June 14, 2024 | Dr. Nicole Nunoo and Michael Carter Jr.
Description:
Healthy and nutritious food has a pivotal impact on health, therefore, understanding the connection between soil, plant health, and human health and exploring ways to improve food quality and equitable access, is crucial in discussions about climate and health equity. In this webinar, Dr. Nicole Nunoo, a Postdoctoral Associate and transdisciplinary social scientist from the University of Georgia, will present research on creating sustainable regional and national food systems through grassroots participation and solutions like prescription programs. Michael Carter Jr., a fifth-generation farmer from Carter Farms in Virginia, will share his perspective on the interconnectedness of soil health, plant health, and human health. He will also discuss regenerative farming from an African cultural viewpoint and the role of medical professionals in this space.
Speaker Bios:
Dr. Nicole Nunoo is a Postdoctoral Associate and a trans-interdisciplinary social scientist whose integrated work focuses on building sustainable regional and national food systems through grassroots participation. Her current research utilizes collective agency theory, which provides suggestive research directions for understanding regional and national agri-food networks as well as sustainable food systems, particularly among grassroots organizations. As a food systems scholar, her interest centers on frameworks such as collective agency from a multi-sector coalition-building perspective, as well as critical pedagogy for sustainable food futures. She comes from Ghana and enjoys designing lights, reading, and cooking.

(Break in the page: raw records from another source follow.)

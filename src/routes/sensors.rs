// SPDX-License-Identifier: MIT
// Copyright 2026 Roland Dreier <roland@rolandd.dev>

//! Sensor ingestion and tracker status routes.
//!
//! Posted readings enter the same channel-fed sources the tracker listens
//! to, so they are filtered and recorded exactly like platform readings.

use crate::error::Result;
use crate::models::{ActivityType, ActivityUpdate, Fix, RideId, SensorSample};
use crate::services::Session;
use crate::AppState;
use axum::{
    extract::State,
    routing::{get, post},
    Json, Router,
};
use chrono::{DateTime, Utc};
use serde::{Deserialize, Serialize};
use std::sync::Arc;
use validator::Validate;

pub fn routes() -> Router<Arc<AppState>> {
    Router::new()
        .route("/api/fixes", post(post_fix))
        .route("/api/activity", post(post_activity))
        .route("/api/sensors", post(post_sensors))
        .route("/api/status", get(get_status))
}

// ─── Fixes ───────────────────────────────────────────────────

#[derive(Debug, Deserialize, Validate)]
pub struct FixRequest {
    #[validate(range(min = -90.0, max = 90.0))]
    pub lat: f64,
    #[validate(range(min = -180.0, max = 180.0))]
    pub lon: f64,
    pub elevation: Option<f64>,
    #[validate(range(min = 0.0))]
    pub accuracy: Option<f32>,
    /// Defaults to the time of receipt
    pub timestamp: Option<DateTime<Utc>>,
}

#[derive(Debug, Serialize)]
pub struct FixResponse {
    /// Number of open sensor sessions that received the fix
    pub delivered: usize,
}

async fn post_fix(
    State(state): State<Arc<AppState>>,
    Json(request): Json<FixRequest>,
) -> Result<Json<FixResponse>> {
    request.validate()?;

    let fix = Fix {
        lat: request.lat,
        lon: request.lon,
        elevation: request.elevation,
        accuracy: request.accuracy,
        timestamp: request.timestamp.unwrap_or_else(Utc::now),
    };
    let delivered = state.positions.push(fix);
    if delivered == 0 {
        tracing::debug!("Fix received with no listening session");
    }
    Ok(Json(FixResponse { delivered }))
}

// ─── Activity recognition ────────────────────────────────────

#[derive(Debug, Deserialize, Validate)]
pub struct ActivityRequest {
    pub activity: ActivityType,
    #[validate(range(max = 100))]
    pub confidence: u8,
}

#[derive(Debug, Serialize)]
pub struct ActivityResponse {
    pub delivered: bool,
}

async fn post_activity(
    State(state): State<Arc<AppState>>,
    Json(request): Json<ActivityRequest>,
) -> Result<Json<ActivityResponse>> {
    request.validate()?;
    let delivered = state.activities.push(ActivityUpdate {
        activity: request.activity,
        confidence: request.confidence,
    });
    Ok(Json(ActivityResponse { delivered }))
}

// ─── Bike sensors ────────────────────────────────────────────

#[derive(Debug, Deserialize, Validate)]
pub struct SensorRequest {
    #[validate(range(min = 0.0, max = 300.0))]
    pub cadence: Option<f64>,
    #[validate(range(min = 20, max = 250))]
    pub heart_rate: Option<u32>,
}

async fn post_sensors(
    State(state): State<Arc<AppState>>,
    Json(request): Json<SensorRequest>,
) -> Result<Json<SensorSample>> {
    request.validate()?;
    state.collector.record_sensor_sample(SensorSample {
        cadence: request.cadence,
        heart_rate: request.heart_rate,
    });
    Ok(Json(state.collector.latest_sensors()))
}

// ─── Status ──────────────────────────────────────────────────

#[derive(Debug, Serialize)]
pub struct SessionStatus {
    pub location: bool,
    pub status: bool,
    pub activity: bool,
}

#[derive(Debug, Serialize)]
pub struct StatusResponse {
    pub gps_active: bool,
    pub current_activity: Option<ActivityUpdate>,
    pub current_ride: Option<RideId>,
    pub recording: Option<RideId>,
    pub points_written: u64,
    pub sessions: SessionStatus,
}

async fn get_status(State(state): State<Arc<AppState>>) -> Json<StatusResponse> {
    let tracker = &state.tracker;
    Json(StatusResponse {
        gps_active: tracker.is_gps_active(),
        current_activity: tracker.current_activity(),
        current_ride: state.rides.current_ride().await,
        recording: state.collector.recording(),
        points_written: state.collector.points_written(),
        sessions: SessionStatus {
            location: tracker.is_listening(Session::Location),
            status: tracker.is_listening(Session::Status),
            activity: tracker.is_listening(Session::Activity),
        },
    })
}
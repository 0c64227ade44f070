// SPDX-License-Identifier: MIT
// Copyright 2026 Roland Dreier <roland@rolandd.dev>

//! Data models for the application.

pub mod fix;
pub mod log_point;
pub mod ride;
pub mod stats;

pub use fix::{ActivityType, ActivityUpdate, Fix, SensorSample};
pub use log_point::LogPoint;
pub use ride::{Ride, RideEvent, RideId, RideState, RideStateChange, ToggleOutcome};
pub use stats::RideStats;
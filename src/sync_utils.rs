// SPDX-License-Identifier: MIT
// Copyright 2026 Roland Dreier <roland@rolandd.dev>

//! Shared helpers for std synchronization primitives.

use std::sync::{Mutex, MutexGuard, PoisonError};

/// Lock a mutex, recovering the guard if a previous holder panicked.
///
/// Every structure guarded this way is left consistent between statements,
/// so a panic in an unrelated listener must not wedge the tracker.
pub fn lock<T>(mutex: &Mutex<T>) -> MutexGuard<'_, T> {
    mutex.lock().unwrap_or_else(PoisonError::into_inner)
}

Michael Carter Jr. is an 11th-generation farmer in the United States and is the 5th generation to farm on Carter Farms, his family’s century farm in Orange County, Virginia where he gives workshops on how to grow and market ethnic vegetables. In addition, he runs Africulture, a non-profit dedicated to educating and expounding upon the principles, practices, plants, and people of African descent that have contributed to agriculture. He sits on the board of directors of the Montpelier Descendants Committee, Orange County African American Historical Society, Virginia Food Systems Council, American Climate Partners and Virginia Agrarian Trust, respectively. He serves as a fellow for the Center for Food Systems and Community Transformation. Michael was recognized as a 2020 Audubon Naturalist Society Taking Nature Black Regional Environmental Champion, the 2020 VSU Small Farm Outreach Agent of the year and Future Harvest Casa Farmer of the Foodshed for 2021. He acquired an agricultural economics degree from North Carolina A&T State University and has worked in Ghana, Kenya and Israel as an agronomist and organic agricultural consultant. He presently consults with numerous governments, organizations, institutions, and individuals throughout the region and nation on food access, food security/insecurity, market outreach, social and economic parity/equity/evaluation programs, racial understanding, immersion, history, and cultural training, among other areas. As a cliometrician, curriculum developer, and program coordinator for his educational, cultural, and vocational platforms, Hen Asem (Our Story) and Africulture, he also teaches and expounds on the contributions of Africans and African Americans to agriculture worldwide and trains students, educators, and professionals in African cultural understanding, racial literacy, empathy, and implicit bias recognition. He teaches his course Africulture, at the University of Virginia as a Practitioner in Real Life’ in the school of Environmental Thought and Practice major. He happily assists his sons in running their respective businesses, Carter Brothers and Sunnyside Entertainment, when not coaching soccer or mentoring young people in his community.